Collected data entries
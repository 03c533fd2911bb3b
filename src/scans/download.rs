//! Page image downloads into the scratch cache.

use indicatif::ProgressBar;
use serde::Serialize;
use std::fs;
use std::path::PathBuf;
use tracing::{debug, error, info};

use super::Fetch;
use crate::cache::write_atomic;
use crate::config::Config;
use crate::error::{Result, ScanError};
use crate::models::{PageUrl, ScanRow, ScanTable};

/// Suffix the image endpoint expects after a manifest URL
const IMAGE_SUFFIX: &str = ".png";

/// What happened to one row of the scan table
#[derive(Debug, Clone, PartialEq, Serialize)]
#[serde(tag = "status", rename_all = "snake_case")]
pub enum DownloadStatus {
    Downloaded { bytes: usize },
    /// Scratch file already present, no request issued
    Cached,
    /// Borehole has no manifest entry
    MissingUrl,
    /// Manifest carries a marker instead of a URL
    Unavailable { reason: String },
    /// Image fetched but could not be written
    Failed { reason: String },
}

#[derive(Debug, Clone, Serialize)]
pub struct DownloadResult {
    pub bgs_id: i64,
    pub regno: String,
    pub page: Option<u32>,
    #[serde(flatten)]
    pub status: DownloadStatus,
}

/// Fetches page images one at a time into the scratch directory.
pub struct Downloader<'a, F> {
    fetch: &'a F,
    scratch_dir: PathBuf,
    placeholder_host: String,
    public_host: String,
}

impl<'a, F: Fetch> Downloader<'a, F> {
    pub fn new(fetch: &'a F, config: &Config) -> Result<Self> {
        Ok(Self {
            fetch,
            scratch_dir: config.cache.scratch_dir.clone(),
            placeholder_host: config.provider.placeholder_host.clone(),
            public_host: config.public_host()?,
        })
    }

    /// Image URL for a manifest URL: placeholder host rewritten, suffix appended
    pub fn image_url(&self, url: &str) -> String {
        let url = url.trim();
        let url = if !self.placeholder_host.is_empty() && url.contains(&self.placeholder_host) {
            url.replace(&self.placeholder_host, &self.public_host)
        } else {
            url.to_string()
        };
        format!("{}{}", url, IMAGE_SUFFIX)
    }

    /// Download every row of `table` in order.
    ///
    /// Write failures are recorded per row; a network error stops the batch.
    pub async fn download_all(
        &self,
        table: &ScanTable,
        progress: &ProgressBar,
    ) -> Result<Vec<DownloadResult>> {
        fs::create_dir_all(&self.scratch_dir).map_err(|source| ScanError::FileWrite {
            path: self.scratch_dir.clone(),
            source,
        })?;

        progress.set_length(table.len() as u64);
        let mut results = Vec::with_capacity(table.len());

        for row in table.rows() {
            let status = self.download(row).await?;
            progress.inc(1);
            results.push(DownloadResult {
                bgs_id: row.bgs_id,
                regno: row.regno.clone(),
                page: row.page,
                status,
            });
        }

        let fetched = results
            .iter()
            .filter(|r| matches!(r.status, DownloadStatus::Downloaded { .. }))
            .count();
        info!("Downloaded {} of {} page image(s)", fetched, results.len());
        Ok(results)
    }

    /// Download a single row unless it is unusable or already cached
    pub async fn download(&self, row: &ScanRow) -> Result<DownloadStatus> {
        let (url, name) = match (&row.url, row.image_name()) {
            (Some(PageUrl::Link(url)), Some(name)) => (url, name),
            (Some(marker), Some(_)) => {
                debug!("Skipping {} page {:?}: {}", row.regno, row.page, marker);
                return Ok(DownloadStatus::Unavailable {
                    reason: marker.to_string(),
                });
            }
            _ => return Ok(DownloadStatus::MissingUrl),
        };

        let target = self.scratch_dir.join(name);
        if target.is_file() {
            return Ok(DownloadStatus::Cached);
        }

        let image_url = self.image_url(url);
        info!("Downloading : {}", image_url);
        let bytes = self.fetch.get_bytes(&image_url).await?;

        match write_atomic(&target, &bytes) {
            Ok(()) => Ok(DownloadStatus::Downloaded { bytes: bytes.len() }),
            Err(e) => {
                error!(
                    "could not save image for BH {} - {:?}: {}",
                    row.regno, row.page, e
                );
                Ok(DownloadStatus::Failed {
                    reason: e.to_string(),
                })
            }
        }
    }
}

#[cfg(test)]
mod tests {
    use super::*;
    use crate::scans::testing::RecordingFetch;

    fn config_in(dir: &std::path::Path) -> Config {
        let mut config = Config::default();
        config.cache.scratch_dir = dir.join("scratch");
        config
    }

    fn row(regno: &str, page: u32, url: PageUrl) -> ScanRow {
        ScanRow {
            bgs_id: 1,
            regno: regno.to_string(),
            page: Some(page),
            url: Some(url),
        }
    }

    #[test]
    fn test_placeholder_host_rewritten() {
        let config = Config::default();
        let fetch = RecordingFetch::new();
        let downloader = Downloader::new(&fetch, &config).unwrap();

        assert_eq!(
            downloader.image_url("http://localhost:8080/sobi_scans/boreholes/1/images/1 "),
            "http://scans.bgs.ac.uk/sobi_scans/boreholes/1/images/1.png"
        );
        assert_eq!(
            downloader.image_url("http://scans.bgs.ac.uk/sobi_scans/boreholes/1/images/1"),
            "http://scans.bgs.ac.uk/sobi_scans/boreholes/1/images/1.png"
        );
    }

    #[tokio::test]
    async fn test_downloads_and_skips() {
        let dir = tempfile::tempdir().unwrap();
        let config = config_in(dir.path());
        let fetch =
            RecordingFetch::new().respond("http://scans.bgs.ac.uk/a/1.png", vec![1u8, 2, 3]);
        let downloader = Downloader::new(&fetch, &config).unwrap();

        let table = ScanTable::new(vec![
            row("SK51NW/1", 1, PageUrl::Link("http://scans.bgs.ac.uk/a/1".into())),
            row("SK51NW/1", 2, PageUrl::Confidential),
            ScanRow {
                bgs_id: 2,
                regno: "SK51NW/2".into(),
                page: None,
                url: None,
            },
        ]);

        let results = downloader
            .download_all(&table, &ProgressBar::hidden())
            .await
            .unwrap();

        assert_eq!(results[0].status, DownloadStatus::Downloaded { bytes: 3 });
        assert!(matches!(results[1].status, DownloadStatus::Unavailable { .. }));
        assert_eq!(results[2].status, DownloadStatus::MissingUrl);
        assert_eq!(fetch.request_count(), 1);
        assert_eq!(
            fs::read(config.cache.scratch_dir.join("SK51NW_1_1.png")).unwrap(),
            vec![1u8, 2, 3]
        );
    }

    #[tokio::test]
    async fn test_existing_scratch_file_issues_no_request() {
        let dir = tempfile::tempdir().unwrap();
        let config = config_in(dir.path());
        fs::create_dir_all(&config.cache.scratch_dir).unwrap();
        fs::write(config.cache.scratch_dir.join("TQ38SW1_1.png"), b"old").unwrap();

        let fetch = RecordingFetch::new();
        let downloader = Downloader::new(&fetch, &config).unwrap();
        let status = downloader
            .download(&row("TQ38SW1", 1, PageUrl::Link("http://scans.bgs.ac.uk/b/1".into())))
            .await
            .unwrap();

        assert_eq!(status, DownloadStatus::Cached);
        assert_eq!(fetch.request_count(), 0);
    }

    #[tokio::test]
    async fn test_write_failure_does_not_stop_batch() {
        let dir = tempfile::tempdir().unwrap();
        let config = config_in(dir.path());
        // A directory squatting on the target name makes the write fail
        fs::create_dir_all(config.cache.scratch_dir.join("BAD_1.png")).unwrap();

        let fetch = RecordingFetch::new();
        let downloader = Downloader::new(&fetch, &config).unwrap();
        let table = ScanTable::new(vec![
            row("BAD", 1, PageUrl::Link("http://scans.bgs.ac.uk/bad/1".into())),
            row("GOOD", 1, PageUrl::Link("http://scans.bgs.ac.uk/good/1".into())),
        ]);

        let results = downloader
            .download_all(&table, &ProgressBar::hidden())
            .await
            .unwrap();

        assert!(matches!(results[0].status, DownloadStatus::Failed { .. }));
        assert!(matches!(results[1].status, DownloadStatus::Downloaded { .. }));
        assert!(config.cache.scratch_dir.join("GOOD_1.png").is_file());
    }

    #[tokio::test]
    async fn test_network_error_propagates() {
        let dir = tempfile::tempdir().unwrap();
        let config = config_in(dir.path());
        let fetch = RecordingFetch::new().fail("http://scans.bgs.ac.uk/x/1.png");
        let downloader = Downloader::new(&fetch, &config).unwrap();

        let result = downloader
            .download(&row("X", 1, PageUrl::Link("http://scans.bgs.ac.uk/x/1".into())))
            .await;
        assert!(result.is_err());
        assert!(!config.cache.scratch_dir.join("X_1.png").exists());
    }
}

- [Task directions] Repeat exactly the lines of the data from the first one through the line with "use super::Fetch;", both of them included.

- [Expected output]
repository 03c533fd2911bb3b
filename src/scans/download.rs
//! Page image downloads into the scratch cache.

use indicatif::ProgressBar;
use serde::Serialize;
use std::fs;
use std::path::PathBuf;
use tracing::{debug, error, info};

use super::Fetch;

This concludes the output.